━━━ EXERCISE DATA ━━━
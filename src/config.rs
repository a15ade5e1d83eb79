//! Settings file (`~/.yatina/config.toml`)
//!
//! All fields default individually, so a partial file only overrides what it
//! names.

use std::path::Path;

use anyhow::{Context, Result};
use serde::{Deserialize, Serialize};

use crate::engine::{GrowthConfig, UnlockMode};

#[derive(Debug, Clone, PartialEq, Serialize, Deserialize)]
pub struct Settings {
    /// Lesson gating: sequential unlock chain or everything open
    #[serde(default)]
    pub unlock_mode: UnlockMode,

    /// Success probability for the attempt outcome gate
    #[serde(default = "default_success_rate")]
    pub success_rate: f64,

    #[serde(default)]
    pub growth: GrowthConfig,
}

fn default_success_rate() -> f64 {
    0.7
}

impl Default for Settings {
    fn default() -> Self {
        Self {
            unlock_mode: UnlockMode::default(),
            success_rate: default_success_rate(),
            growth: GrowthConfig::default(),
        }
    }
}

impl Settings {
    /// Load settings from `path`, falling back to defaults when the file
    /// does not exist
    pub fn load(path: &Path) -> Result<Self> {
        if !path.exists() {
            return Ok(Self::default());
        }
        let content = std::fs::read_to_string(path)
            .with_context(|| format!("Failed to read config: {}", path.display()))?;
        toml::from_str(&content)
            .with_context(|| format!("Failed to parse config: {}", path.display()))
    }

    pub fn save(&self, path: &Path) -> Result<()> {
        if let Some(parent) = path.parent() {
            std::fs::create_dir_all(parent)?;
        }
        let content = toml::to_string_pretty(self)?;
        std::fs::write(path, content)
            .with_context(|| format!("Failed to write config: {}", path.display()))
    }
}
━━━
> [TASK PROMPT]:
With the line containing "let content = std::fs::read_to_string(path)" as the first and the last line of the data as the final one, copy every line between them exactly, those two included.

> [SOLUTION FOR THIS PROBLEM]:
        let content = std::fs::read_to_string(path)
            .with_context(|| format!("Failed to read config: {}", path.display()))?;
        toml::from_str(&content)
            .with_context(|| format!("Failed to parse config: {}", path.display()))
    }

    pub fn save(&self, path: &Path) -> Result<()> {
        if let Some(parent) = path.parent() {
            std::fs::create_dir_all(parent)?;
        }
        let content = toml::to_string_pretty(self)?;
        std::fs::write(path, content)
            .with_context(|| format!("Failed to write config: {}", path.display()))
    }
}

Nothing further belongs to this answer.